> _EXERCISE INSTRUCTIONS_
Take the records below and set them down exactly, so that every line matches the original.

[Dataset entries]
=== Section Start ===

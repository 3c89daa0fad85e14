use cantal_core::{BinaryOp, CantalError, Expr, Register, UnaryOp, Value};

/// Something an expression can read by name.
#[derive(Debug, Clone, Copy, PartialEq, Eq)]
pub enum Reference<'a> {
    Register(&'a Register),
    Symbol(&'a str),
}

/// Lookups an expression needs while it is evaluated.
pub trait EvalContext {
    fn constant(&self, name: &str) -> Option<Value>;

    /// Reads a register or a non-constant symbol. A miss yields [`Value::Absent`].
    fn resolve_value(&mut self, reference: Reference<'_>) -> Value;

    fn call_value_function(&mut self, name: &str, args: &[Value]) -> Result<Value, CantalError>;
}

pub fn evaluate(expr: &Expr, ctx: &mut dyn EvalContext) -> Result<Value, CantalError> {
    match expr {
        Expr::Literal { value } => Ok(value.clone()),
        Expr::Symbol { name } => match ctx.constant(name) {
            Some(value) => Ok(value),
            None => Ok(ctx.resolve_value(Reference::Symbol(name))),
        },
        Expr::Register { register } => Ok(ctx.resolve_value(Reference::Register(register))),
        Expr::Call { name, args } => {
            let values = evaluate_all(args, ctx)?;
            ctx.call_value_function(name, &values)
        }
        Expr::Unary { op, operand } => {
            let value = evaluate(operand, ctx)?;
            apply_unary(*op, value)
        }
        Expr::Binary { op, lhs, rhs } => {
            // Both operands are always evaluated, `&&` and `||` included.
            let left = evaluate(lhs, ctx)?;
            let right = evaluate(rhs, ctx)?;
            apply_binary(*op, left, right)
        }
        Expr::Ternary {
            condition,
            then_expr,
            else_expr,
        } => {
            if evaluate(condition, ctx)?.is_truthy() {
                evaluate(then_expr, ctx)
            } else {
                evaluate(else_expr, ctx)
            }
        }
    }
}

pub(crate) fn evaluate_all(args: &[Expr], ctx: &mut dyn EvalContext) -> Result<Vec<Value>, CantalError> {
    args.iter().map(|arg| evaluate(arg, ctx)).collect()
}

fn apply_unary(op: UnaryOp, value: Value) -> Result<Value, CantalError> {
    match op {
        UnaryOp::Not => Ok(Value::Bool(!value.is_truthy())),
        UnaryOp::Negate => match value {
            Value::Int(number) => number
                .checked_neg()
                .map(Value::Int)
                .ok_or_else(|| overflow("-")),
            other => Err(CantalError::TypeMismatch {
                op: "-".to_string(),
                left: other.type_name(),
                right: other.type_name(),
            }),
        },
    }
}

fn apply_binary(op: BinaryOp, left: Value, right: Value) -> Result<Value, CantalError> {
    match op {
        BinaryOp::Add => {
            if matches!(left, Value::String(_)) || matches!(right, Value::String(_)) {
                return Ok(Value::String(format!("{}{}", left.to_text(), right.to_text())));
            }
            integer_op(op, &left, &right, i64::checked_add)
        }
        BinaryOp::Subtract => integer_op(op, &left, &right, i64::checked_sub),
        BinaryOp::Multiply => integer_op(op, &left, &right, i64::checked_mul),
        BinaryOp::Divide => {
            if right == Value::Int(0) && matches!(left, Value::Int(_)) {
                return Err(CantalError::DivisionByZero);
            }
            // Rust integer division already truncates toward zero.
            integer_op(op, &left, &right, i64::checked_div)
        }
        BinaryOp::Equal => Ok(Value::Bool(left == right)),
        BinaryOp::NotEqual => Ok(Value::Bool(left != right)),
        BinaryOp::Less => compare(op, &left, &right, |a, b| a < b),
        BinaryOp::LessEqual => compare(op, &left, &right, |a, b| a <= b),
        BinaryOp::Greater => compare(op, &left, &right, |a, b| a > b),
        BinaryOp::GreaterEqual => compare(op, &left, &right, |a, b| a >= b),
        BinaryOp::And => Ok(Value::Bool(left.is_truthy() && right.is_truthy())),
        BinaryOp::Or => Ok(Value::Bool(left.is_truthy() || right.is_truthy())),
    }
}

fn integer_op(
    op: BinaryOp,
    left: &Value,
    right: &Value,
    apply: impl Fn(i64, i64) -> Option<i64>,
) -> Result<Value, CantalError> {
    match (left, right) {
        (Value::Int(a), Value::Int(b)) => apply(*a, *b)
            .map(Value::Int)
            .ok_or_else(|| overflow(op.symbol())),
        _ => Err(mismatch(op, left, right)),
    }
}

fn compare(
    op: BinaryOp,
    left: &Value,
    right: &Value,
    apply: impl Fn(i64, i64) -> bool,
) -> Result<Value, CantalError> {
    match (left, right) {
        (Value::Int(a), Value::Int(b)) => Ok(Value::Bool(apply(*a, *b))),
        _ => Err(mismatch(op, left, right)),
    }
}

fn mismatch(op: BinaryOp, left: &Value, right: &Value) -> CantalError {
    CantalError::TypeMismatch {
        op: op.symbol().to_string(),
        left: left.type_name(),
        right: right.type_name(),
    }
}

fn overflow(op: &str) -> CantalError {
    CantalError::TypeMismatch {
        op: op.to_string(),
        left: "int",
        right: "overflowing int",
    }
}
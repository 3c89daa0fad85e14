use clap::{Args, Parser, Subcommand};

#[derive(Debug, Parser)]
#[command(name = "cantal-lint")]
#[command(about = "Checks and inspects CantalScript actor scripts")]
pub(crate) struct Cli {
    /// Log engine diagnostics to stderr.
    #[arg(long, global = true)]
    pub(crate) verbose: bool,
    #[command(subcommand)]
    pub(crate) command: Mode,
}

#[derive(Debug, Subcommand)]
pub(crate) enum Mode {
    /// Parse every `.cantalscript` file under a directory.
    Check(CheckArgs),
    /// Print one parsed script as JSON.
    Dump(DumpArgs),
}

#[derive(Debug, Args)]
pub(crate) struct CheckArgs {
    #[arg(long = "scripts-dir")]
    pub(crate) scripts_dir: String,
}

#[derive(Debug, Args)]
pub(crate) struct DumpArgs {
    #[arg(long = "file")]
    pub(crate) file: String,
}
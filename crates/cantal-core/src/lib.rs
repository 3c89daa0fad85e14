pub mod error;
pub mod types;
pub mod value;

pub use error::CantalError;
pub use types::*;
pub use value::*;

=== Section End ===

> _WRITTEN SOLUTION_
repository 3c89daa0fad85e14
use cantal_core::{BinaryOp, CantalError, Expr, Register, UnaryOp, Value};

/// Something an expression can read by name.
#[derive(Debug, Clone, Copy, PartialEq, Eq)]
pub enum Reference<'a> {
    Register(&'a Register),
    Symbol(&'a str),
}

/// Lookups an expression needs while it is evaluated.
pub trait EvalContext {
    fn constant(&self, name: &str) -> Option<Value>;

    /// Reads a register or a non-constant symbol. A miss yields [`Value::Absent`].
    fn resolve_value(&mut self, reference: Reference<'_>) -> Value;

    fn call_value_function(&mut self, name: &str, args: &[Value]) -> Result<Value, CantalError>;
}

pub fn evaluate(expr: &Expr, ctx: &mut dyn EvalContext) -> Result<Value, CantalError> {
    match expr {
        Expr::Literal { value } => Ok(value.clone()),
        Expr::Symbol { name } => match ctx.constant(name) {
            Some(value) => Ok(value),
            None => Ok(ctx.resolve_value(Reference::Symbol(name))),
        },
        Expr::Register { register } => Ok(ctx.resolve_value(Reference::Register(register))),
        Expr::Call { name, args } => {
            let values = evaluate_all(args, ctx)?;
            ctx.call_value_function(name, &values)
        }
        Expr::Unary { op, operand } => {
            let value = evaluate(operand, ctx)?;
            apply_unary(*op, value)
        }
        Expr::Binary { op, lhs, rhs } => {
            // Both operands are always evaluated, `&&` and `||` included.
            let left = evaluate(lhs, ctx)?;
            let right = evaluate(rhs, ctx)?;
            apply_binary(*op, left, right)
        }
        Expr::Ternary {
            condition,
            then_expr,
            else_expr,
        } => {
            if evaluate(condition, ctx)?.is_truthy() {
                evaluate(then_expr, ctx)
            } else {
                evaluate(else_expr, ctx)
            }
        }
    }
}

pub(crate) fn evaluate_all(args: &[Expr], ctx: &mut dyn EvalContext) -> Result<Vec<Value>, CantalError> {
    args.iter().map(|arg| evaluate(arg, ctx)).collect()
}

fn apply_unary(op: UnaryOp, value: Value) -> Result<Value, CantalError> {
    match op {
        UnaryOp::Not => Ok(Value::Bool(!value.is_truthy())),
        UnaryOp::Negate => match value {
            Value::Int(number) => number
                .checked_neg()
                .map(Value::Int)
                .ok_or_else(|| overflow("-")),
            other => Err(CantalError::TypeMismatch {
                op: "-".to_string(),
                left: other.type_name(),
                right: other.type_name(),
            }),
        },
    }
}

fn apply_binary(op: BinaryOp, left: Value, right: Value) -> Result<Value, CantalError> {
    match op {
        BinaryOp::Add => {
            if matches!(left, Value::String(_)) || matches!(right, Value::String(_)) {
                return Ok(Value::String(format!("{}{}", left.to_text(), right.to_text())));
            }
            integer_op(op, &left, &right, i64::checked_add)
        }
        BinaryOp::Subtract => integer_op(op, &left, &right, i64::checked_sub),
        BinaryOp::Multiply => integer_op(op, &left, &right, i64::checked_mul),
        BinaryOp::Divide => {
            if right == Value::Int(0) && matches!(left, Value::Int(_)) {
                return Err(CantalError::DivisionByZero);
            }
            // Rust integer division already truncates toward zero.
            integer_op(op, &left, &right, i64::checked_div)
        }
        BinaryOp::Equal => Ok(Value::Bool(left == right)),
        BinaryOp::NotEqual => Ok(Value::Bool(left != right)),
        BinaryOp::Less => compare(op, &left, &right, |a, b| a < b),
        BinaryOp::LessEqual => compare(op, &left, &right, |a, b| a <= b),
        BinaryOp::Greater => compare(op, &left, &right, |a, b| a > b),
        BinaryOp::GreaterEqual => compare(op, &left, &right, |a, b| a >= b),
        BinaryOp::And => Ok(Value::Bool(left.is_truthy() && right.is_truthy())),
        BinaryOp::Or => Ok(Value::Bool(left.is_truthy() || right.is_truthy())),
    }
}

fn integer_op(
    op: BinaryOp,
    left: &Value,
    right: &Value,
    apply: impl Fn(i64, i64) -> Option<i64>,
) -> Result<Value, CantalError> {
    match (left, right) {
        (Value::Int(a), Value::Int(b)) => apply(*a, *b)
            .map(Value::Int)
            .ok_or_else(|| overflow(op.symbol())),
        _ => Err(mismatch(op, left, right)),
    }
}

fn compare(
    op: BinaryOp,
    left: &Value,
    right: &Value,
    apply: impl Fn(i64, i64) -> bool,
) -> Result<Value, CantalError> {
    match (left, right) {
        (Value::Int(a), Value::Int(b)) => Ok(Value::Bool(apply(*a, *b))),
        _ => Err(mismatch(op, left, right)),
    }
}

fn mismatch(op: BinaryOp, left: &Value, right: &Value) -> CantalError {
    CantalError::TypeMismatch {
        op: op.symbol().to_string(),
        left: left.type_name(),
        right: right.type_name(),
    }
}

fn overflow(op: &str) -> CantalError {
    CantalError::TypeMismatch {
        op: op.to_string(),
        left: "int",
        right: "overflowing int",
    }
}
repository 3c89daa0fad85e14
use clap::{Args, Parser, Subcommand};

#[derive(Debug, Parser)]
#[command(name = "cantal-lint")]
#[command(about = "Checks and inspects CantalScript actor scripts")]
pub(crate) struct Cli {
    /// Log engine diagnostics to stderr.
    #[arg(long, global = true)]
    pub(crate) verbose: bool,
    #[command(subcommand)]
    pub(crate) command: Mode,
}

#[derive(Debug, Subcommand)]
pub(crate) enum Mode {
    /// Parse every `.cantalscript` file under a directory.
    Check(CheckArgs),
    /// Print one parsed script as JSON.
    Dump(DumpArgs),
}

#[derive(Debug, Args)]
pub(crate) struct CheckArgs {
    #[arg(long = "scripts-dir")]
    pub(crate) scripts_dir: String,
}

#[derive(Debug, Args)]
pub(crate) struct DumpArgs {
    #[arg(long = "file")]
    pub(crate) file: String,
}
filename crates/cantal-core/src/lib.rs
repository 3c89daa0fad85e14
pub mod error;
pub mod types;
pub mod value;

pub use error::CantalError;
pub use types::*;
pub use value::*;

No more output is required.